At the bookstore across from the British Museum yesterday I found several lovely cheap books, they were having a 50 percent off sale. I picked up a 1917 pamphlet "Ch'iu Chin: A Chinese Heroine" by Lionel Giles MA D.Litt. It was falling apart and stained but lovely. It was written in very nice old fashioned writing from a paper read before the China Society and in it's way was as biased as the Communist pamphlet.

But it was a very favorable look about her life, and interesting as it was only written ten years after her death. It held her as an ideal woman revolutionary, it ignored the seedier side, lightly passing over her bomb building home, her associations with gangsters and criminals were described as "Secret societies". Instead it focused on her education, literacy and strong belief in women's equality. It had several translations of her poems and writings which were very interesting to read. And also a note from her "most intimate friend" on her death, that even though it had been translated with thees was still moving.

One of the most interesting things about the book though was the comments at the end. Instead of all the actual revolutionary work Ch'iu did they seemed to focus mostly on her belief against foot binding, perhaps this seemed to them to be the only meaningfull way a Chinese woman would struggle for equality. Because it made it a Chinese problem and made their own gender inequality look better. The worst comment made was actually by a woman who said,
As the binding of women's feet prevented their getting about, it necessarily affected their intellectual capacity; therefore the narrowing of women's intelligence in China was not a recent growth, but at least a thousand years old.
Which almost seems so offensive as to be laughable, they were after all binding feet, not brains! And totally disregards the abilities and achievements of the woman they had just been praising who had been a victim of the past 1000 years. It was also interesting to note that several people making comments had no idea how long foot binding had been popular in China, or any of the reasons behind it.

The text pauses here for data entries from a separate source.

//! Static fallback generation capability.
//!
//! Used when a request names a model that is neither loaded nor routed to
//! the remote endpoint. This is an explicit degraded mode, not an error:
//! the service answers with a canned, keyword-matched response so chat
//! never fails outright.

use crate::error::Result;
use crate::runtime::{GenerationParams, TextGenerator};
use async_trait::async_trait;

/// Keyword-matched canned responses.
pub struct FallbackModel;

const DEFAULT_REPLY: &str =
    "No model is currently loaded for this request. Load a model via \
     POST /api/model/load/{name} or configure a remote endpoint to get \
     real completions.";

impl FallbackModel {
    /// Pick a canned reply for the prompt. Always non-empty.
    fn respond(prompt: &str) -> &'static str {
        let prompt = prompt.to_lowercase();
        if prompt.contains("hello") || prompt.contains("hi ") {
            "Hello! I am running in fallback mode without a loaded model, \
             but I am happy to confirm the service is up."
        } else if prompt.contains("help") {
            "This service exposes chat completion, fine-tuning, and model \
             management endpoints. See /api/model/list for available models."
        } else if prompt.contains("status") || prompt.contains("health") {
            "The service is healthy. No local model is loaded for this \
             request, so responses are canned."
        } else {
            DEFAULT_REPLY
        }
    }
}

#[async_trait]
impl TextGenerator for FallbackModel {
    async fn generate(&self, prompt: &str, _params: &GenerationParams) -> Result<String> {
        Ok(Self::respond(prompt).to_string())
    }
}

#[cfg(test)]
mod tests {
    use super::*;

    #[tokio::test]
    async fn test_fallback_never_empty() {
        let model = FallbackModel;
        let params = GenerationParams::default();
        for prompt in ["", "hello there", "help me", "what is rust?", "status?"] {
            let reply = model.generate(prompt, &params).await.unwrap();
            assert!(!reply.is_empty());
        }
    }

    #[tokio::test]
    async fn test_fallback_keyword_match() {
        let model = FallbackModel;
        let params = GenerationParams::default();
        let reply = model.generate("user: hello\nassistant: ", &params).await.unwrap();
        assert!(reply.starts_with("Hello!"));
    }
}
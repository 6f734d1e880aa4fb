//! # Agentic Audit Pipeline
//!
//! `POST /api/v1/agent/run` chains metric extraction, policy checks,
//! checklist generation and report assembly in one request. Runs are
//! stored under `RUN-` ids.

use axum::extract::rejection::JsonRejection;
use axum::extract::{Path, Query, State};
use axum::routing::{get, post};
use axum::{Json, Router};
use saro_core::{IdPrefix, RecordId};
use saro_rules::{AgentRun, AgentRunRequest, DocumentAnalysis};
use serde::Deserialize;
use serde_json::{json, Value};
use utoipa::ToSchema;

use crate::error::AppError;
use crate::extractors::extract_json;
use crate::routes::LimitQuery;
use crate::state::AppState;

/// A custom or non-standard policy document for rule extraction.
#[derive(Debug, Default, Deserialize, ToSchema)]
pub struct NonStandardDocumentRequest {
    #[serde(default)]
    pub title: Option<String>,
    #[serde(default)]
    pub content: Option<String>,
    #[serde(default)]
    pub jurisdiction: Option<String>,
}

/// Build the agent router.
pub fn router() -> Router<AppState> {
    Router::new()
        .route("/api/v1/agent/run", post(run_agent))
        .route("/api/v1/agent/ingest-nonstandard", post(ingest_nonstandard))
        .route("/api/v1/agent/runs", get(list_runs))
        .route("/api/v1/agent/runs/{id}", get(get_run))
}

/// POST /api/v1/agent/run - Run the full audit pipeline over a model output.
async fn run_agent(
    State(state): State<AppState>,
    body: Result<Json<AgentRunRequest>, JsonRejection>,
) -> Result<Json<AgentRun>, AppError> {
    let req = extract_json(body)?;
    let run_id = RecordId::generate(IdPrefix::Run).into_string();
    let run = state.with_rng(|rng| saro_rules::run_pipeline(rng, saro_core::now(), &run_id, &req));

    state.runs.insert(run_id.clone(), run.clone());
    state.activity.record(
        &run_id,
        "pipeline_run",
        format!("{} / {}: {}", run.model_name, run.policy, run.summary.verdict),
    );
    Ok(Json(run))
}

/// POST /api/v1/agent/ingest-nonstandard - Extract obligations from a custom document.
async fn ingest_nonstandard(
    State(state): State<AppState>,
    body: Result<Json<NonStandardDocumentRequest>, JsonRejection>,
) -> Result<Json<DocumentAnalysis>, AppError> {
    let req = extract_json(body)?;
    let doc_id = RecordId::generate(IdPrefix::Document).into_string();
    let title = req.title.unwrap_or_else(|| "Custom Policy".to_string());
    let content = req.content.unwrap_or_default();
    let jurisdiction = req.jurisdiction.unwrap_or_else(|| "EU".to_string());

    let analysis = state.with_rng(|rng| {
        saro_rules::analyse_document(rng, saro_core::now(), &doc_id, &title, &content, &jurisdiction)
    });
    tracing::info!(
        doc_id = %doc_id,
        signals = analysis.signals_detected,
        risk = analysis.overall_risk_score,
        "non-standard document analysed"
    );
    Ok(Json(analysis))
}

/// GET /api/v1/agent/runs - Most recent pipeline runs.
async fn list_runs(State(state): State<AppState>, Query(query): Query<LimitQuery>) -> Json<Value> {
    Json(json!({
        "runs": state.runs.last(query.limit),
        "total": state.runs.len(),
    }))
}

/// GET /api/v1/agent/runs/{id} - Fetch a pipeline run.
async fn get_run(State(state): State<AppState>, Path(id): Path<String>) -> Result<Json<AgentRun>, AppError> {
    state.runs.get(&id).map(Json).ok_or_else(|| AppError::not_found("Run"))
}

#[cfg(test)]
mod tests {
    use super::*;
    use crate::config::AppConfig;
    use crate::routes::test_util::{get_json, post_json};
    use axum::http::StatusCode;

    fn seeded_state() -> AppState {
        AppState::with_config(AppConfig {
            rng_seed: Some(42),
            ..AppConfig::default()
        })
    }

    fn app(state: &AppState) -> Router {
        router().with_state(state.clone())
    }

    #[tokio::test]
    async fn text_run_is_stored_and_retrievable() {
        let state = seeded_state();
        let (status, run) = post_json(
            app(&state),
            "/api/v1/agent/run",
            json!({
                "model_name": "CreditScorer-v2",
                "policy": "EU AI Act",
                "domain": "finance",
                "output_text": "Loan denied. No human review available. Black box decision.",
            }),
        )
        .await;
        assert_eq!(status, StatusCode::OK);
        assert_eq!(run["input_type"], "text");
        assert_eq!(run["agent_extracted"], true);
        assert_eq!(run["checklist"].as_array().unwrap().len(), 7);
        assert_eq!(run["pipeline_stages"].as_array().unwrap().len(), 8);

        let id = run["run_id"].as_str().unwrap();
        assert!(id.starts_with("RUN-"));
        let (status, fetched) = get_json(app(&state), &format!("/api/v1/agent/runs/{id}")).await;
        assert_eq!(status, StatusCode::OK);
        assert_eq!(fetched["run_id"], id);
        assert_eq!(state.activity.recent(1)[0].action, "pipeline_run");
    }

    #[tokio::test]
    async fn structured_run_uses_supplied_metrics() {
        let state = seeded_state();
        let (_, run) = post_json(
            app(&state),
            "/api/v1/agent/run",
            json!({
                "policy": "FDA SaMD",
                "output_data": { "bias_score": 0.5, "accuracy": 0.5, "human_oversight": false },
            }),
        )
        .await;
        assert_eq!(run["input_type"], "structured");
        assert_eq!(run["summary"]["verdict"], "FAIL");
        assert_eq!(run["summary"]["ready_for_submission"], false);
        assert_eq!(run["model_name"], "unnamed-model");
    }

    #[tokio::test]
    async fn runs_list_last_limit() {
        let state = seeded_state();
        for _ in 0..3 {
            post_json(app(&state), "/api/v1/agent/run", json!({})).await;
        }
        let (_, body) = get_json(app(&state), "/api/v1/agent/runs?limit=2").await;
        assert_eq!(body["total"], 3);
        assert_eq!(body["runs"].as_array().unwrap().len(), 2);
    }

    #[tokio::test]
    async fn unknown_run_is_404() {
        let state = seeded_state();
        let (status, body) = get_json(app(&state), "/api/v1/agent/runs/RUN-MISSING").await;
        assert_eq!(status, StatusCode::NOT_FOUND);
        assert_eq!(body["error"], "Run not found");
    }

    #[tokio::test]
    async fn nonstandard_document_extracts_rules() {
        let state = seeded_state();
        let (_, body) = post_json(
            app(&state),
            "/api/v1/agent/ingest-nonstandard",
            json!({
                "title": "Internal AI Policy",
                "content": "Use of personal data requires consent. Social scoring is prohibited.",
            }),
        )
        .await;
        assert!(body["doc_id"].as_str().unwrap().starts_with("DOC-"));
        assert_eq!(body["jurisdiction"], "EU");
        let signals: Vec<&str> = body["extracted_rules"]
            .as_array()
            .unwrap()
            .iter()
            .map(|r| r["signal"].as_str().unwrap())
            .collect();
        assert!(signals.contains(&"prohibited"));
        assert!(signals.contains(&"privacy"));
        assert_eq!(body["auto_checklist"].as_array().unwrap().len(), signals.len());
    }
}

Still it was a great find, a lovely telling of a very interesting woman, even if told in a very proper way. Still hints of her true nature seemed to come through as in the description from her tomb which referred to her "delight in wine and her fondness for sword play". My Chinese children's history book also has a page about her life and I can't wait to read that and see what the differences are. Which means I should probably spend at least part of the day today studying Chinese.